In [1]:
import numpy as np
import torch
import torch.nn as nn
import torch.optim as optim
from datetime import datetime
from torchvision import datasets, transforms
from torch.utils.data import random_split
from matplotlib import pyplot as plt

torch.manual_seed(123)

  Referenced from: <AE5A0901-5B6C-3028-ADEE-0C068D0474D9> /Users/kristiansvendsen/opt/anaconda3/lib/python3.9/site-packages/torchvision/image.so
  Expected in:     <22ECBAD5-EEDD-3C80-9B5A-0564B60B6811> /Users/kristiansvendsen/opt/anaconda3/lib/python3.9/site-packages/torch/lib/libtorch_cpu.dylib
  warn(f"Failed to load image Python extension: {e}")

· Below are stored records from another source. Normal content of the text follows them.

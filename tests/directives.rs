use rstest::rstest;
use serde_json::{json, Value};

fn decode(input: &str) -> Value {
    peml::loads(input).unwrap_or_else(|err| panic!("decode failed: {err}"))
}

#[rstest]
#[case("key: a\n:end\ntrailing text\nnext: b", json!({"key": "a", "next": "b"}))]
#[case("key: a\n  more\n:end\n  lost", json!({"key": "a\n  more"}))]
#[case("key: a\n:END of story\nb", json!({"key": "a"}))]
#[case("key: a\n: end\nb", json!({"key": "a"}))]
#[case("[tags]\n* a\n:end\n  not part of a\n* b", json!({"tags": ["a", "b"]}))]
fn end_directive(#[case] input: &str, #[case] expected: Value) {
    assert_eq!(decode(input), expected);
}

#[rstest]
#[case(
    "key: a\n:skip\nhidden: x\n:endskip\nshown: y",
    json!({"key": "a", "shown": "y"})
)]
#[case(
    "key: a\n  kept\n:skip\n  dropped\n:endskip",
    json!({"key": "a\n  kept"})
)]
#[case(":skip\n[list]\n* a\n:endskip\nk: v", json!({"k": "v"}))]
#[case(":skip\n:skip\nx: 1\n:endskip\ny: 2", json!({"y": "2"}))]
#[case(":skip\nx: 1\n:end\nz: 3\n:endskip\ny: 2", json!({"y": "2"}))]
#[case(":Skip\n:bogus\n:ENDSKIP\nk: v", json!({"k": "v"}))]
#[case(":skip\nnever: closed", json!({}))]
fn skip_regions(#[case] input: &str, #[case] expected: Value) {
    assert_eq!(decode(input), expected);
}

#[rstest]
fn stray_endskip_discards_pending_text() {
    let input = "k: a\n  more\n:endskip\n  lost\nnext: b";
    assert_eq!(decode(input), json!({"k": "a", "next": "b"}));
}

#[rstest]
#[case(":ignore\nk: v", json!({}))]
#[case("k: a\n  more\n:ignore\nk2: b", json!({"k": "a\n  more"}))]
#[case(":skip\n:ignore\n:endskip\nk: v", json!({}))]
#[case("k: v\n:ignore\n[]\n:bogus\nbody:'''", json!({"k": "v"}))]
fn ignore_stops_reading(#[case] input: &str, #[case] expected: Value) {
    assert_eq!(decode(input), expected);
}

#[rstest]
fn ignore_stops_line_iteration() {
    let lines = ["a: 1", ":ignore", "b: 2"];
    assert_eq!(peml::load(lines).expect("load"), json!({"a": "1"}));
}
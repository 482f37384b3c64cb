//! Scene mutation engine.
//!
//! A `SceneProject` owns the canonical `MeshStore` and, while a render
//! surface is attached, exactly one proxy per entity. Mutations are queued
//! as `Command`s and applied by `tick`, which runs in a fixed order: drain
//! the queue, sync the manipulation handle, render.

mod document;
mod manipulation;
mod processor;
mod queue;
mod runtime;
mod selection;

pub use manipulation::{handle_scale_ratio, is_uniform_scale, DragMode};
pub use processor::CommandError;
pub use queue::CommandQueue;
pub use selection::Selection;

use crate::config::{clamp_snap_value, EditorConfig};
use crate::render::{ProxyHandle, RenderSurface, Transform};
use crate::scene::command::{CameraUpdate, Command};
use crate::scene::serialization::CameraSnapshot;
use crate::scene::{now_millis, MeshEntity, MeshId, MeshStore, TreeNode};
use glam::Vec3;
use manipulation::DragTracker;
use runtime::Runtime;

/// Notifications for the host, drained with `take_events`.
#[derive(Debug, Clone, PartialEq)]
pub enum SceneEvent {
    SelectionChanged(Option<MeshId>),
    TransformChanged(MeshId),
}

pub struct SceneProject<S: RenderSurface> {
    id: String,
    name: String,
    created_at: u64,
    config: EditorConfig,
    store: MeshStore,
    queue: CommandQueue,
    runtime: Option<Runtime<S>>,
    selection: Selection,
    drag: DragTracker,
    // Camera captured on detach, restored on the next attach.
    parked_camera: Option<CameraSnapshot>,
    events: Vec<SceneEvent>,
    disposed: bool,
}

impl<S: RenderSurface> SceneProject<S> {
    pub fn new(id: impl Into<String>, name: impl Into<String>, config: EditorConfig) -> Self {
        Self {
            id: id.into(),
            name: name.into(),
            created_at: now_millis(),
            config: config.normalized(),
            store: MeshStore::new(),
            queue: CommandQueue::new(),
            runtime: None,
            selection: Selection::None,
            drag: DragTracker::default(),
            parked_camera: None,
            events: Vec::new(),
            disposed: false,
        }
    }

    pub fn id(&self) -> &str {
        &self.id
    }

    pub fn name(&self) -> &str {
        &self.name
    }

    pub fn set_name(&mut self, name: impl Into<String>) {
        self.name = name.into();
    }

    pub fn created_at(&self) -> u64 {
        self.created_at
    }

    pub fn config(&self) -> &EditorConfig {
        &self.config
    }

    /// Where an updateMesh position lands under the current snap settings.
    pub fn snapped_position(&self, position: Vec3) -> Vec3 {
        if self.config.snap_enabled {
            processor::snap_to_grid(position, self.config.snap_value)
        } else {
            position
        }
    }

    pub fn store(&self) -> &MeshStore {
        &self.store
    }

    pub fn get(&self, id: &str) -> Option<MeshEntity> {
        self.store.get(id).cloned()
    }

    pub fn list(&self) -> Vec<MeshEntity> {
        self.store.list()
    }

    pub fn to_tree(&self) -> Vec<TreeNode> {
        self.store.to_tree()
    }

    pub fn is_attached(&self) -> bool {
        self.runtime.is_some()
    }

    pub fn is_disposed(&self) -> bool {
        self.disposed
    }

    pub fn surface(&self) -> Option<&S> {
        self.runtime.as_ref().map(Runtime::surface)
    }

    /// Direct surface access, e.g. for camera control or a live drag.
    pub fn surface_mut(&mut self) -> Option<&mut S> {
        self.runtime.as_mut().map(Runtime::surface_mut)
    }

    pub fn proxy_of(&self, id: &str) -> Option<ProxyHandle> {
        self.runtime.as_ref().and_then(|runtime| runtime.proxy(id))
    }

    pub fn proxy_count(&self) -> usize {
        self.runtime.as_ref().map_or(0, Runtime::len)
    }

    pub(crate) fn live_transform(&self, id: &str) -> Option<Transform> {
        self.runtime
            .as_ref()
            .and_then(|runtime| runtime.live_transform(id))
    }

    pub fn enqueue(&mut self, command: Command) {
        if self.disposed {
            log::warn!(
                "Scene '{}' is disposed, dropping {}",
                self.id,
                command.type_name()
            );
            return;
        }
        self.queue.push(command);
    }

    /// Decode and enqueue a loose JSON command. Unknown or malformed
    /// commands are logged and dropped.
    pub fn enqueue_value(&mut self, value: serde_json::Value) -> bool {
        match Command::from_value(value) {
            Ok(command) => {
                self.enqueue(command);
                true
            }
            Err(err) => {
                log::warn!("Scene '{}': ignoring command: {}", self.id, err);
                false
            }
        }
    }

    pub fn pending_commands(&self) -> usize {
        self.queue.len()
    }

    pub fn tick(&mut self) {
        self.process_commands();
        self.sync_manipulation();
        if let Some(runtime) = self.runtime.as_mut() {
            runtime.surface_mut().render_frame();
        }
    }

    /// Project every entity onto `surface`, parents first. Returns the
    /// previously attached surface, if any.
    pub fn attach(&mut self, surface: S) -> Option<S> {
        let previous = self.detach();
        let mut runtime = Runtime::new(surface);
        {
            let surface = runtime.surface_mut();
            surface.set_grid_visible(self.config.grid_visible);
            surface.set_axes_visible(self.config.axes_visible);
            surface.set_snap_distance(self.config.snap_distance());
            if let Some(camera) = self.parked_camera.take() {
                surface.set_camera(&CameraUpdate::from(&camera));
            }
        }
        for id in self.store.ids_parents_first() {
            let Some(entity) = self.store.get(&id) else {
                continue;
            };
            if let Err(err) = runtime.build(entity, &self.store) {
                log::warn!("Scene '{}': failed to build '{}': {}", self.id, id, err);
            }
        }
        log::info!(
            "Scene '{}' attached ({} of {} meshes live)",
            self.id,
            runtime.len(),
            self.store.len()
        );
        self.runtime = Some(runtime);
        self.refresh_selection_visuals();
        previous
    }

    /// Dispose every proxy and hand the surface back. Metadata and selection
    /// survive; an in-progress drag is written back first.
    pub fn detach(&mut self) -> Option<S> {
        self.end_drag();
        self.drag.reset();
        let mut runtime = self.runtime.take()?;
        self.parked_camera = runtime.surface().camera();
        runtime.surface_mut().detach_handle();
        runtime.dispose_all();
        log::info!("Scene '{}' detached", self.id);
        Some(runtime.into_surface())
    }

    /// Detach and drop all metadata. Later commands are refused.
    pub fn dispose_completely(&mut self) -> Option<S> {
        let surface = self.detach();
        self.store.clear();
        self.queue.clear();
        self.selection = Selection::None;
        self.events.clear();
        self.disposed = true;
        log::info!("Scene '{}' disposed", self.id);
        surface
    }

    pub fn set_snap_enabled(&mut self, enabled: bool) {
        self.config.snap_enabled = enabled;
        self.push_snap_distance();
    }

    pub fn set_snap_value(&mut self, value: f32) {
        self.config.snap_value = clamp_snap_value(value);
        self.push_snap_distance();
    }

    fn push_snap_distance(&mut self) {
        let distance = self.config.snap_distance();
        if let Some(surface) = self.surface_mut() {
            surface.set_snap_distance(distance);
        }
    }

    pub fn set_grid_visible(&mut self, visible: bool) {
        self.config.grid_visible = visible;
        if let Some(surface) = self.surface_mut() {
            surface.set_grid_visible(visible);
        }
    }

    pub fn set_axes_visible(&mut self, visible: bool) {
        self.config.axes_visible = visible;
        if let Some(surface) = self.surface_mut() {
            surface.set_axes_visible(visible);
        }
    }

    pub fn take_events(&mut self) -> Vec<SceneEvent> {
        std::mem::take(&mut self.events)
    }

    fn emit(&mut self, event: SceneEvent) {
        log::debug!("Scene '{}': {:?}", self.id, event);
        self.events.push(event);
    }
}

<torch._C.Generator at 0x7ff028567930>

In [2]:
# Based on code from the pytorch tutorials

data_path = '../data/'
bp_filter = lambda x: x[1] in [0,2] # Bird and Plane Filter. Or if you will, Everything but Bird and Plane Filter
preprocessor = transforms.Compose([
            transforms.ToTensor(),
            transforms.Normalize((0.4915, 0.4823, 0.4468),
                                (0.2470, 0.2435, 0.2616))
        ])

cifar10_train_val = list(filter(bp_filter, datasets.CIFAR10(data_path, train=True, download=True, transform=preprocessor)))
cifar10_test = list(filter(bp_filter, datasets.CIFAR10(data_path, train=False, download=True, transform=preprocessor)))

label_map = {0: 0, 2: 1}
class_names = ['airplane', 'bird']

# For each dataset, keep only airplanes and birds
cifar2_train_val = [(img, label_map[label]) for img, label in cifar10_train_val if label in [0, 2]]
cifar2_test = [(img, label_map[label]) for img, label in cifar10_test if label in [0, 2]]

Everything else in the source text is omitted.